In November, Thiagarajan co-authored a paper with Arizona State University collaborators. This work on combining two crucial areas of ML—kernel methods and DL—for multimodal problems was published in the journal IEEE Transactions on Neural Networks and Learning Systems (TNNLS). A high-impact journal, TNNLS focuses on theory, design, and applications of NNs.
CASC research also found its way into the 32nd Conference on Neural Information Processing Systems (NeurIPS, formerly NIPS) in Montréal, Quebec. Kailkhura co-authored a paper with colleagues from IBM Research and the University of Michigan about zeroth-order stochastic variance reduction. The team developed a fast, flexible gradient-free algorithm that mitigates errors in image classifiers. Kailkhura says, “Most ML algorithms rely on accessing all parameters of a model. Ours allows you to access just the queried values.” The paper showed this algorithm in practice with a black-box chemical material classification.
Thanks to these efforts, LLNL was the only national laboratory with research accepted to the highly competitive JMLR and NeurIPS. According to Kailkhura, both venues value theoretical understanding of ML algorithms beyond heuristic approaches. “These accomplishments show that we are conducting high-quality research and the Lab is recognized by the outside research community,” he notes.
More Contributions to the Literature
CASC’s publication credits expanded in 2018 in topics as diverse as facial expression recognition from labeled images; optimization of DL methods for limited-size training datasets; a Bayesian approach to multivariate adaptive regression splines; and inferring semantic relationships in natural-language processing. Additional published research advanced applications for electrocardiogram and seismic data via recurrent NN architectures and randomized ML algorithms, respectively.
“CASC’s culture encourages publishing and promoting our research at conferences,” states Kupresanin, who mentored a summer student for a Statistica Sinica publication. “Exchanging ideas is naturally part of our work, as it makes you a better researcher. The Lab’s programs benefit from this.”

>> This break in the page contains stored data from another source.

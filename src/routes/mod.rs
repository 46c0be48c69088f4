// Route exports
pub mod connections;
pub mod matches;
pub mod profiles;

use actix_web::{http::StatusCode, web, HttpResponse};
use std::sync::Arc;

use crate::core::MatchError;
use crate::models::ErrorResponse;
use crate::services::{PostgresClient, PostgresError, SessionError, SessionStore};

/// Application state shared across all handlers
#[derive(Clone)]
pub struct AppState {
    pub postgres: Arc<PostgresClient>,
    pub sessions: Arc<SessionStore>,
    /// Presentation bound on listed profiles; the core itself never limits
    pub max_results: Option<usize>,
}

impl AppState {
    /// Apply the configured presentation bound to a result list
    pub fn bounded<T>(&self, mut items: Vec<T>) -> Vec<T> {
        if let Some(max) = self.max_results {
            items.truncate(max);
        }
        items
    }
}

pub fn configure_routes(cfg: &mut web::ServiceConfig) {
    cfg.service(
        web::scope("/api/v1")
            .configure(matches::configure)
            .configure(profiles::configure)
            .configure(connections::configure),
    );
}

/// Build a JSON error response
pub fn error_response(status: StatusCode, error: &str, message: impl ToString) -> HttpResponse {
    HttpResponse::build(status).json(ErrorResponse {
        error: error.to_string(),
        message: message.to_string(),
        status_code: status.as_u16(),
    })
}

pub fn validation_error(errors: validator::ValidationErrors) -> HttpResponse {
    error_response(StatusCode::BAD_REQUEST, "Validation failed", errors)
}

/// Incomplete seeker profiles are user-correctable, hence 422
pub fn match_error(err: MatchError) -> HttpResponse {
    match err {
        MatchError::IncompleteProfile { .. } => {
            error_response(StatusCode::UNPROCESSABLE_ENTITY, "incomplete_profile", err)
        }
    }
}

pub fn postgres_error(context: &str, err: PostgresError) -> HttpResponse {
    match err {
        PostgresError::NotFound(message) => {
            error_response(StatusCode::NOT_FOUND, "Profile not found", message)
        }
        err => {
            tracing::error!("{}: {}", context, err);
            error_response(StatusCode::INTERNAL_SERVER_ERROR, context, err)
        }
    }
}

pub fn session_error(context: &str, err: SessionError) -> HttpResponse {
    tracing::error!("{}: {}", context, err);
    error_response(StatusCode::INTERNAL_SERVER_ERROR, context, err)
}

Complementing CASC’s prominence in scientific journals, Kailkhura co-authored a book in 2018. Secure Networked Inference with Unreliable Data Sources (published by Springer) proposes distributed learning algorithms and inference solutions for analysis of unreliable data.
The Center’s data science work persists in the new year, with continued presence expected at many important scientific research venues in 2019. For example, CASC research on convoluted NNs has been accepted to the next IPDPS in Rio de Janeiro, Brazil. Van Essen is an invited speaker at the upcoming ICS High Performance Conference (formerly the International Supercomputing Conference) in Frankfurt, Germany.
Thiagarajan is pursuing UQ for NNs, stating, “Enabling DL models to quantify confidences about predictions will lead to the next generation of NNs.” Kupresanin also continues research in UQ, building on work that uses Bayesian splines to obtain predictive models. “We expect to insert more rigorous UQ and data science methodologies into the Lab’s stockpile stewardship mission,” she notes.
Kailkhura is working on ensuring reliability of small-data DL in materials science applications. He says, “Because of the Lab’s unique mission in scientific domains, it’s important that we deploy and sustain ML models in practice.”
Van Essen shares principal investigator duties on two multilaboratory projects, including a new initiative under the Exascale Computing Project aimed at broadening ML’s reach across the Department of Energy complex. “CASC and the Lab play a unique role in the data science revolution because we have a mission-driven focus and apply these solutions to scientific problems,” he states. “Our highly multidisciplinary teams have a unique perspective.”